Among those 60 items, she said, are the essential components that make up our smartphones, vehicles, electrical infrastructure, and more. And while most critical minerals are contained even in the rocks right under our feet, the resources required to extract such tiny amounts would render such efforts cost prohibitive — hence the importance of ore deposits, which contain high concentrations of specific minerals that can be mined and processed at a profit.
Since these deposits are a product of geological circumstances, however, their distribution around the world is uneven, meaning some countries have easier access to certain high-value mineral deposits than others.
The topic of China came up several times throughout the discussion as one example of a geopolitical competitor that currently supplies critical minerals to the United States. They also account for an estimated 70% of global mining and processing of rare earth elements, one important subset of the U.S. critical minerals list.
“If you can take one thing away from what I say today, mineral deposits are rare geologic phenomena,” said Sidney Smith, government affairs manager for the American Exploration & Mining Association, who presented next. “They really are hard to find.”
One benefit of domestic mining, Smith said, is that certain prized minerals are often — though not always — closely clustered with secondary minerals, some of which also appear on the critical minerals list. Gold mines, for example, often contain deposits of silver, copper, zinc, and antimony. Titanium exploration can likewise reveal associated rare earth mineral concentrations.
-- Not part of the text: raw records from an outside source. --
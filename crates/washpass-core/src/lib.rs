//! # washpass-core: Pure Business Logic for WashPass
//!
//! This crate is the **heart** of the WashPass loyalty platform. It holds the
//! rules that decide whether a wash package may be bought, redeemed or
//! topped up, as pure functions with zero I/O dependencies.
//!
//! ## Architecture Position
//! ```text
//! ┌─────────────────────────────────────────────────────────────────────────┐
//! │                        WashPass Architecture                            │
//! │                                                                         │
//! │  ┌─────────────────────────────────────────────────────────────────┐   │
//! │  │               Mobile app / Station scanner                      │   │
//! │  │    Buy package ──► Show QR ──► Scan at station ──► Feedback     │   │
//! │  └─────────────────────────────┬───────────────────────────────────┘   │
//! │                                │ HTTP (apps/api)                        │
//! │  ┌─────────────────────────────▼───────────────────────────────────┐   │
//! │  │                    washpass-engine                              │   │
//! │  │    reconcile, redeem, reward, scheduled reminders              │   │
//! │  └─────────────────────────────┬───────────────────────────────────┘   │
//! │                                │                                        │
//! │  ┌─────────────────────────────▼───────────────────────────────────┐   │
//! │  │               ★ washpass-core (THIS CRATE) ★                    │   │
//! │  │                                                                 │   │
//! │  │   ┌───────────┐  ┌───────────┐  ┌───────────┐  ┌───────────┐  │   │
//! │  │   │   types   │  │ lifecycle │  │   money   │  │ validation│  │   │
//! │  │   │Entitlement│  │ redeem?   │  │   Money   │  │  car/pkg  │  │   │
//! │  │   │ Referral  │  │ expiry    │  │           │  │  tokens   │  │   │
//! │  │   └───────────┘  └───────────┘  └───────────┘  └───────────┘  │   │
//! │  │                                                                 │   │
//! │  │   NO I/O • NO DATABASE • NO NETWORK • PURE FUNCTIONS           │   │
//! │  └─────────────────────────────────────────────────────────────────┘   │
//! │                                │                                        │
//! │  ┌─────────────────────────────▼───────────────────────────────────┐   │
//! │  │                    washpass-db (Database Layer)                 │   │
//! │  │              SQLite queries, migrations, repositories           │   │
//! │  └─────────────────────────────────────────────────────────────────┘   │
//! └─────────────────────────────────────────────────────────────────────────┘
//! ```
//!
//! ## Modules
//!
//! - [`types`] - Domain records (Entitlement, PaymentRecord, Referral, ...)
//! - [`lifecycle`] - Entitlement status transitions and redemption checks
//! - [`money`] - Money type with integer arithmetic
//! - [`error`] - Domain error types and the error taxonomy
//! - [`validation`] - Input and compatibility rules
//!
//! ## Example Usage
//!
//! ```rust
//! use chrono::Utc;
//! use washpass_core::lifecycle::expiry_from;
//!
//! let now = Utc::now();
//! let expires_at = expiry_from(now, 30);
//! assert_eq!((expires_at - now).num_days(), 30);
//! ```

// =============================================================================
// Module Declarations
// =============================================================================

pub mod error;
pub mod lifecycle;
pub mod money;
pub mod types;
pub mod validation;

// =============================================================================
// Re-exports for Convenience
// =============================================================================

pub use error::{CoreError, CoreResult, ErrorKind, ValidationError};
pub use money::Money;
pub use types::*;

// =============================================================================
// Crate-Level Constants
// =============================================================================

/// Bonus wash units granted to each side of a referral.
///
/// ## Business Reason
/// Both the inviter and the invitee receive the same top-up when the
/// invitee completes their first purchase.
pub const REFERRAL_BONUS_UNITS: i64 = 2;

/// Validity of a reward entitlement created for an inviter who has no
/// active package to top up.
pub const REFERRAL_REWARD_VALIDITY_DAYS: i64 = 30;

/// Catalog id of the package that reward entitlements point at.
///
/// Seeded by the initial migration so the foreign key always resolves.
pub const REFERRAL_REWARD_PACKAGE_ID: &str = "referral-reward";

/// Random bytes per barcode token (128 bits of entropy).
pub const BARCODE_TOKEN_BYTES: usize = 16;

/// Length of a hex encoded barcode token.
pub const BARCODE_TOKEN_LEN: usize = BARCODE_TOKEN_BYTES * 2;

/// Random bytes per referral code (12 hex characters).
pub const REFERRAL_CODE_BYTES: usize = 6;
“This is important to understand because when you get your drill results as an exploration company, you’re going to have to look at that entire buffet of minerals that come out in those cores,” Smith said. “The economics really have to pencil out as you … make that decision to go forward.”
On the other hand, the regulatory processes for domestic mining are lengthy and costly, Smith said, as are the steps for surveying and finance. The exploration phase for a new mine can last up to 10 years or more, and the permitting phase can take even longer, as each targeted site will need to be studied for surface water, groundwater, and soil impact, as well as threats to endangered species and a host of other factors.
“The National Academy of Science notes that only one in a thousand exploration targets will ever actually turn into an operating mine,” Smith said.
He also noted that stringent regulatory standards are in place for a reason.
“The conditions in which these minerals are produced [outside the U.S.] are often appalling, frankly, in terms of environmental standards and human rights,” Smith said. “We are turning this around by reviving our domestic mining industry, which is the safest and most responsible mining industry in the world. … But that turnaround is going to take time, discipline, and a sustained focus.”
According to the opinion of panelist Nabajit Lahiri, research scientist at Pacific Northwest National Laboratory, limited timeframes mean we cannot rely on traditional mining practices alone. His presentation focused on emerging innovations with the potential to reduce the environmental footprint of mining and speed up regulatory processes by avoiding certain impacts altogether.
One such innovation Lahiri currently studies is in-situ mining — a practice that seeks to extract critical minerals buried deep underground by injecting fluids directly into the ore deposits. Those minerals are then pumped to the surface in a liquid-form solution that is ready for processing either on-site or at least domestically.
“What we do is very similar to what the oil and gas industry has done for decades. We will inject … a water-based fluid in the subsurface, and that fluid will then leach out the critical minerals,” Lahiri said. “The rock stays where it is.”
As a contrasting example to nontraditional mining, Lahiri showed an image from the open-pit Kennecott Copper Mine in Utah — an excavation site that has resulted in a kilometer-deep crater visible from space.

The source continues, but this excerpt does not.